Bac de français
Introduction + choses à savoir
Peut‐on s’extraire assez de sa propre culture pour la juger avec impartialité ? Découverte tardive, l’île de Tahiti est apparue aux Européens comme un véritable paradis. Mais les contemporains de Bougainville avaient déjà pu mesurer sur pièces les méfaits d’une colonisation débutée avec les grandes expéditions de la Renaissance. Un projet collectif comme L’Encyclopédie, des essais comme L’Esprit des lois de Montesquieu (1748) ou un conte comme Candide de Voltaire (1759) placent en effet la critique de la destruction des peuplades indigènes et de l’esclavage au cœur du combat des Lumières.
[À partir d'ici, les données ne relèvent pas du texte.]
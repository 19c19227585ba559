//! In-memory transport.
//!
//! Records every frame handed to it. Lifecycle signals are driven by hand
//! through the [`Dispatcher`](crate::dispatcher::Dispatcher) returned from
//! [`Connection::attach`](crate::Connection::attach).
//!
//! # Example
//!
//! ```
//! use std::sync::Arc;
//! use mrpt_ws_client::dispatcher::TransportEvent;
//! use mrpt_ws_client::transport::MemoryTransport;
//! use mrpt_ws_client::Connection;
//!
//! let conn = Connection::new();
//! let transport = MemoryTransport::new();
//! let dispatcher = conn.attach(Arc::new(transport.clone()));
//!
//! dispatcher.handle(TransportEvent::Open);
//! assert!(conn.is_connected());
//! assert!(transport.frames().is_empty());
//! ```

use std::sync::atomic::{AtomicUsize, Ordering};
use std::sync::{Arc, Mutex, MutexGuard};

use serde_json::Value;

use super::Transport;
use crate::error::Result;

#[derive(Debug, Default)]
struct Shared {
    frames: Mutex<Vec<String>>,
    close_requests: AtomicUsize,
}

/// Transport that keeps sent frames in memory.
///
/// Clones share the same frame log.
#[derive(Debug, Clone, Default)]
pub struct MemoryTransport {
    shared: Arc<Shared>,
}

impl MemoryTransport {
    /// Create an empty transport.
    pub fn new() -> Self {
        Self::default()
    }

    fn log(&self) -> MutexGuard<'_, Vec<String>> {
        self.shared.frames.lock().unwrap_or_else(|e| e.into_inner())
    }

    /// Frames sent so far, in order.
    pub fn frames(&self) -> Vec<String> {
        self.log().clone()
    }

    /// Frames sent so far, parsed as JSON. Unparseable frames are skipped.
    pub fn envelopes(&self) -> Vec<Value> {
        self.log()
            .iter()
            .filter_map(|f| serde_json::from_str(f).ok())
            .collect()
    }

    /// Drain the frame log.
    pub fn take_frames(&self) -> Vec<String> {
        std::mem::take(&mut *self.log())
    }

    /// Drain the frame log, parsed as JSON.
    pub fn take_envelopes(&self) -> Vec<Value> {
        self.take_frames()
            .iter()
            .filter_map(|f| serde_json::from_str(f).ok())
            .collect()
    }

    /// How many times `close` was requested.
    pub fn close_requests(&self) -> usize {
        self.shared.close_requests.load(Ordering::Acquire)
    }
}

impl Transport for MemoryTransport {
    fn send_text(&self, frame: String) -> Result<()> {
        tracing::trace!(len = frame.len(), "memory transport frame");
        self.log().push(frame);
        Ok(())
    }

    fn close(&self) {
        self.shared.close_requests.fetch_add(1, Ordering::AcqRel);
    }
}

#[cfg(test)]
mod tests {
    use super::*;

    #[test]
    fn test_records_in_order() {
        let transport = MemoryTransport::new();
        transport.send_text(r#"{"n":1}"#.into()).unwrap();
        transport.send_text(r#"{"n":2}"#.into()).unwrap();

        let envelopes = transport.envelopes();
        assert_eq!(envelopes.len(), 2);
        assert_eq!(envelopes[0]["n"], 1);
        assert_eq!(envelopes[1]["n"], 2);
    }

    #[test]
    fn test_take_drains() {
        let transport = MemoryTransport::new();
        transport.send_text("a".into()).unwrap();
        assert_eq!(transport.take_frames(), vec!["a".to_string()]);
        assert!(transport.frames().is_empty());
    }

    #[test]
    fn test_clones_share_log() {
        let transport = MemoryTransport::new();
        let clone = transport.clone();
        clone.send_text("x".into()).unwrap();
        clone.close();

        assert_eq!(transport.frames().len(), 1);
        assert_eq!(transport.close_requests(), 1);
    }
}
Il n’est donc pas étonnant de voir Diderot réagir, en 1772, à la publication du journal de l’explorateur par la rédaction d’un Supplément au Voyage de Bougainville, dans lequel le philosophe condamne vivement l’action de son pays. On sait qu’il y donne la parole à un vénérable « Otaïtien » qui salue le départ des Français par un discours véhément, dénonçant la prise de possession de l’île. C’est un extrait de ce réquisitoire que nous allons étudier. Pourquoi Diderot prend‐il le risque de mettre dans la bouche d’un Tahitien un texte aussi évidemment travaillé selon les canons de la rhétorique européenne ? Loin de priver les vaincus de leur voix, le procédé leur prête les puissances de l’éloquence. C’est aussi l’occasion pour le vieillard de livrer un jugement contrasté et implacable sur les deux civilisations en présence. Et surtout, derrière cette figure, Diderot donne une leçon de relativisme à ses lecteurs, quitte à mettre en cause la foi dans les « lumières » elles‐mêmes.
Diderot place dans la bouche du vieillard un discours virulent, car le personnage emprunte à la fois aux ressources de l’émotion et de l’argumentation pour livrer un réquisitoire qui oscille entre l’éloquence judiciaire et la prophétie.